Democratic presidential candidate former Secretary of State Hillary Clinton greets supporters during a primary night event on June 7, 2016 in Brooklyn, New York.
Hillary Clinton on glass ceilings in 2008 and 2016
01:07 - Source: CNN

Story highlights

Hillary Clinton is the first female presidential nominee from a major political party

She faces Donald Trump in an election where voters are already split along gender lines

Clinton has struggled to win support of young women in her primary campaign

CNN  — 

Ninety-six years after women won the right to vote, a woman stands a chance of winning the White House.

Hillary Clinton – former first lady, former U.S. senator, and former secretary of state – has become the first woman to capture a major-party nomination for president, taking another step in a journey that once seemed impossible, but over the last eight years has seemed inevitable.

Clinton, now the presumptive Democratic nominee, faces a general election race against Republican Donald Trump that will be seen as a referendum on women in politics, gendered stereotypes about power, and women as a voting bloc. Polls show dramatic splits based on gender, with men going for Trump and women favoring Clinton – even as Clinton has struggled with winning over young female voters in her primary run against Bernie Sanders.

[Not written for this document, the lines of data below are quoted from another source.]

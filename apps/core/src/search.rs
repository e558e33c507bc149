use std::cmp::Reverse;

use crate::model::{normalize_for_search, CatalogEntry};

/// How a catalog entry matched the query, weakest first.
#[derive(Debug, Clone, Copy, PartialEq, Eq, PartialOrd, Ord)]
pub enum MatchTier {
    /// Query characters appear in order with gaps.
    Scattered,
    /// Query appears somewhere inside the entry.
    Inner,
    /// A later word of the entry starts with the query.
    WordStart,
    /// The entry starts with the query.
    Prefix,
}

/// Returns up to `limit` entry texts matching `query`.
///
/// Ordered by tier, then catalog weight, then shorter entries, then catalog
/// order.
pub fn rank(entries: &[CatalogEntry], query: &str, limit: usize) -> Vec<String> {
    if limit == 0 || entries.is_empty() {
        return Vec::new();
    }

    let normalized_query = normalize_for_search(query);
    if normalized_query.is_empty() {
        return Vec::new();
    }

    let mut matched: Vec<(MatchTier, usize, &CatalogEntry)> = entries
        .iter()
        .enumerate()
        .filter_map(|(index, entry)| {
            match_tier(entry, &normalized_query).map(|tier| (tier, index, entry))
        })
        .collect();

    matched.sort_by_key(|(tier, index, entry)| {
        (
            Reverse(*tier),
            Reverse(entry.weight),
            entry.normalized().len(),
            *index,
        )
    });

    matched
        .into_iter()
        .take(limit)
        .map(|(_, _, entry)| entry.text.clone())
        .collect()
}

pub fn match_tier(entry: &CatalogEntry, normalized_query: &str) -> Option<MatchTier> {
    let normalized = entry.normalized();
    if normalized.is_empty() || normalized_query.is_empty() {
        return None;
    }

    if normalized.starts_with(normalized_query) {
        return Some(MatchTier::Prefix);
    }
    if normalized.contains(normalized_query) {
        let word_start = entry
            .text
            .split(|c: char| !c.is_alphanumeric())
            .skip(1)
            .any(|word| normalize_for_search(word).starts_with(normalized_query));
        return Some(if word_start {
            MatchTier::WordStart
        } else {
            MatchTier::Inner
        });
    }
    is_subsequence(normalized, normalized_query).then_some(MatchTier::Scattered)
}

fn is_subsequence(haystack: &str, needle: &str) -> bool {
    let mut remaining = haystack.chars();
    needle
        .chars()
        .all(|wanted| remaining.by_ref().any(|c| c == wanted))
}
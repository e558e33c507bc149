use crate::model::{ResultRow, RowKind, SearchState};

#[derive(Debug, Clone, PartialEq, Eq)]
pub struct DisplayRow {
    pub key: i64,
    pub text: String,
    pub kind: RowKind,
}

impl DisplayRow {
    fn from_row(row: &ResultRow) -> Self {
        Self {
            key: row.id,
            text: row.value.clone(),
            kind: row.kind(),
        }
    }

    pub fn class_name(&self) -> &'static str {
        class_name(self.kind)
    }

    /// Value handed to the selection callback when this row is clicked.
    pub fn selection(&self, select_error_rows: bool) -> Option<&str> {
        match self.kind {
            RowKind::Error if !select_error_rows => None,
            _ => Some(&self.text),
        }
    }
}

#[derive(Debug, Clone, PartialEq, Eq)]
pub enum Presentation {
    Hidden,
    Loading,
    Rows(Vec<DisplayRow>),
}

impl Presentation {
    pub fn rows(&self) -> &[DisplayRow] {
        match self {
            Self::Rows(rows) => rows,
            Self::Hidden | Self::Loading => &[],
        }
    }
}

pub fn present(state: &SearchState, has_input: bool) -> Presentation {
    if !has_input {
        return Presentation::Hidden;
    }
    if state.loading {
        return Presentation::Loading;
    }
    Presentation::Rows(state.rows.iter().map(DisplayRow::from_row).collect())
}

pub fn class_name(kind: RowKind) -> &'static str {
    match kind {
        RowKind::Error => "item results-container__error",
        RowKind::NoResult => "item results-container__no-result",
        RowKind::Match => "item results-container__result",
    }
}
use std::time::Duration;

use tokio::sync::mpsc;
use tokio::task::JoinHandle;
use tokio_util::sync::CancellationToken;

/// Collapses bursts of calls into one callback invocation carrying the last
/// argument, fired once `delay` passes without a new call.
///
/// A single worker task owns the pending argument and its timer. Dropping the
/// debouncer or calling [`Debouncer::cancel`] stops the worker and discards
/// whatever is pending. Must be created inside a tokio runtime.
pub struct Debouncer<T> {
    tx: mpsc::UnboundedSender<T>,
    cancel: CancellationToken,
    worker: JoinHandle<()>,
}

impl<T: Send + 'static> Debouncer<T> {
    pub fn new<F>(delay: Duration, callback: F) -> Self
    where
        F: FnMut(T) + Send + 'static,
    {
        let (tx, rx) = mpsc::unbounded_channel();
        let cancel = CancellationToken::new();
        let worker = tokio::spawn(run_worker(delay, rx, cancel.clone(), callback));
        Self {
            tx,
            cancel,
            worker,
        }
    }

    pub fn call(&self, value: T) {
        if self.cancel.is_cancelled() {
            return;
        }
        let _ = self.tx.send(value);
    }

    pub fn cancel(&self) {
        self.cancel.cancel();
    }

    pub fn is_cancelled(&self) -> bool {
        self.cancel.is_cancelled()
    }

    pub fn is_finished(&self) -> bool {
        self.worker.is_finished()
    }
}

impl<T> Drop for Debouncer<T> {
    fn drop(&mut self) {
        self.cancel.cancel();
    }
}

async fn run_worker<T, F>(
    delay: Duration,
    mut rx: mpsc::UnboundedReceiver<T>,
    cancel: CancellationToken,
    mut callback: F,
) where
    F: FnMut(T),
{
    loop {
        let mut pending = tokio::select! {
            biased;
            _ = cancel.cancelled() => return,
            next = rx.recv() => match next {
                Some(value) => value,
                None => return,
            },
        };

        loop {
            tokio::select! {
                biased;
                _ = cancel.cancelled() => return,
                next = rx.recv() => match next {
                    Some(value) => pending = value,
                    None => return,
                },
                _ = tokio::time::sleep(delay) => {
                    callback(pending);
                    break;
                }
            }
        }
    }
}
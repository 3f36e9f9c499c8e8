//! Decoding of `output_mode=json` result documents.

use serde::Deserialize;
use serde_json::{Map, Value};

use crate::error::ProtocolError;
use crate::models::splunk::ResultRow;

#[derive(Debug, Deserialize)]
struct ResultsDocument {
    results: Option<Vec<Map<String, Value>>>,
}

/// Parse the `results` array into rows, keeping server order.
///
/// Rows stay sparse: a field missing (or `null`) in one record is absent from
/// that row instead of being filled with an empty string.
pub fn parse_results(raw: &str) -> Result<Vec<ResultRow>, ProtocolError> {
    let document: ResultsDocument = serde_json::from_str(raw)?;
    let records = document.results.ok_or(ProtocolError::MissingResults)?;

    Ok(records.into_iter().map(into_row).collect())
}

fn into_row(record: Map<String, Value>) -> ResultRow {
    record
        .into_iter()
        .filter_map(|(field, value)| render(value).map(|v| (field, v)))
        .collect()
}

fn render(value: Value) -> Option<String> {
    match value {
        Value::Null => None,
        Value::String(s) => Some(s),
        // Multivalue fields, joined the way Splunk displays them.
        Value::Array(values) => Some(
            values
                .into_iter()
                .filter_map(render)
                .collect::<Vec<_>>()
                .join("\n"),
        ),
        other => Some(other.to_string()),
    }
}
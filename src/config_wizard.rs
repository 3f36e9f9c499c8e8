use anyhow::Result;
use keyring::Entry;
use log::warn;
use spelunk_dispatch::config::{config_path, AuthMethod, FileConfig, APP_NAME};
use std::io::{self, Write};
use std::path::Path;

fn prompt(label: &str) -> Result<String> {
    print!("{}", label);
    io::stdout().flush()?;
    let mut line = String::new();
    io::stdin().read_line(&mut line)?;
    Ok(line.trim().to_string())
}

/// Store a secret in the OS keyring; `false` if no keyring is available.
fn store_secret(user: &str, secret: &str) -> bool {
    match Entry::new(APP_NAME, user).and_then(|entry| entry.set_password(secret)) {
        Ok(()) => true,
        Err(e) => {
            println!("Could not store {} in the system keyring ({}).", user, e);
            false
        }
    }
}

/// Remove the keyring secret of a method that is no longer selected.
fn forget_secret(method: AuthMethod) {
    let user = method.keyring_user();
    match Entry::new(APP_NAME, user).and_then(|entry| entry.delete_credential()) {
        Ok(()) | Err(keyring::Error::NoEntry) => {}
        Err(e) => warn!("Failed to remove stale {} from the system keyring: {}", user, e),
    }
}

/// Existing file settings, or defaults when there is no file or it cannot be
/// parsed.
fn load_existing(config_path: &Path) -> Result<FileConfig> {
    if !config_path.exists() {
        return Ok(FileConfig::default());
    }
    let content = std::fs::read_to_string(config_path)?;
    match toml::from_str(&content) {
        Ok(existing) => Ok(existing),
        Err(e) => {
            warn!("Failed to parse config.toml: {}", e);
            println!("The existing config.toml could not be parsed and will be replaced.");
            Ok(FileConfig::default())
        }
    }
}

pub fn run() -> Result<()> {
    println!("Welcome to spelunk-dispatch configuration wizard!");
    println!("Secrets go to the system keyring when one is available, otherwise to the config file.");
    println!();

    let Some(config_path) = config_path() else {
        anyhow::bail!("Could not determine configuration directory.");
    };

    // Read existing config to preserve timing settings
    let mut file_config = load_existing(&config_path)?;

    // 1. Management URL
    file_config.splunk_base_url = Some(prompt("Enter Splunk management URL (e.g. https://splunk:8089): ")?);

    // 2. Credentials
    let method = prompt("Authenticate with [t]oken or [u]sername/password? [T/u]: ")?;
    if matches!(method.to_lowercase().as_str(), "u" | "user" | "password") {
        file_config.auth_method = Some(AuthMethod::Basic);
        file_config.splunk_username = Some(prompt("Enter Splunk username: ")?);
        print!("Enter Splunk password (hidden): ");
        io::stdout().flush()?;
        let password = rpassword::read_password()?.trim().to_string();
        file_config.splunk_token = None;
        forget_secret(AuthMethod::Token);
        file_config.splunk_password = if store_secret(AuthMethod::Basic.keyring_user(), &password) {
            None
        } else {
            Some(password)
        };
    } else {
        print!("Enter Splunk Token (hidden): ");
        io::stdout().flush()?;
        let token = rpassword::read_password()?.trim().to_string();
        file_config.auth_method = Some(AuthMethod::Token);
        file_config.splunk_username = None;
        file_config.splunk_password = None;
        forget_secret(AuthMethod::Basic);
        file_config.splunk_token = if store_secret(AuthMethod::Token.keyring_user(), &token) {
            None
        } else {
            Some(token)
        };
    }

    // 3. Certificate trust
    let verify = prompt("Verify server certificate? Answer 'n' for self-signed certificates [Y/n]: ")?;
    file_config.splunk_verify_ssl = Some(!matches!(
        verify.to_lowercase().as_str(),
        "n" | "no" | "false"
    ));

    println!();
    println!("Saving configuration...");

    if let Some(dir) = config_path.parent() {
        std::fs::create_dir_all(dir)?;
    }
    let toml_string = toml::to_string(&file_config)?;
    std::fs::write(&config_path, toml_string)?;
    println!("Configuration saved to: {}", config_path.display());
    println!();
    println!("Try it with: spelunk-dispatch search 'index=_internal | head 5'");

    println!("Setup complete!");
    Ok(())
}

#[cfg(test)]
mod tests {
    use super::*;
    use std::path::PathBuf;

    fn scratch_file(name: &str, content: &str) -> PathBuf {
        let mut path = std::env::temp_dir();
        path.push("spelunk-dispatch-tests");
        let _ = std::fs::create_dir_all(&path);
        path.push(name);
        std::fs::write(&path, content).unwrap();
        path
    }

    #[test]
    fn existing_timing_settings_are_kept() {
        let path = scratch_file(
            "wizard-valid.toml",
            "poll_interval_secs = 5\ntimeout_secs = 600\nauth_method = \"basic\"\n",
        );
        let existing = load_existing(&path).unwrap();
        assert_eq!(existing.poll_interval_secs, Some(5));
        assert_eq!(existing.timeout_secs, Some(600));
        assert_eq!(existing.auth_method, Some(AuthMethod::Basic));
    }

    #[test]
    fn unparseable_file_falls_back_to_defaults() {
        let path = scratch_file("wizard-broken.toml", "timeout_secs = \"soon\"\n[[[");
        let existing = load_existing(&path).unwrap();
        assert_eq!(existing.timeout_secs, None);
        assert_eq!(existing.splunk_base_url, None);
    }

    #[test]
    fn missing_file_yields_defaults() {
        let path = std::env::temp_dir().join("spelunk-dispatch-tests/does-not-exist.toml");
        let existing = load_existing(&path).unwrap();
        assert!(existing.auth_method.is_none());
    }
}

Hillary Clinton clinches Democratic presidential nomination

“I know we have never done this before. We’ve never have had a woman president,” she said Saturday night in Fresno, California. “That is why I want you to understand, that I have spent eight years in the Senate on the Armed Services Committee, four years as secretary of state. I have spent a lot of hours in the Situation Room working to solve some of the hardest problems we face. And I know how hard this job is and how much humility you need to have and how you should actually listen to people who have good ideas.”

On Tuesday, after victories in California and New Jersey, she was embracing the historic nature of her accomplishment.

“This campaign is about making sure there are no ceilings, no limits on any of us and this is our moment to come together,” she said in a nod to her 2008 concession speech, in which she said that campaign had put cracks in the “highest, hardest glass ceiling.”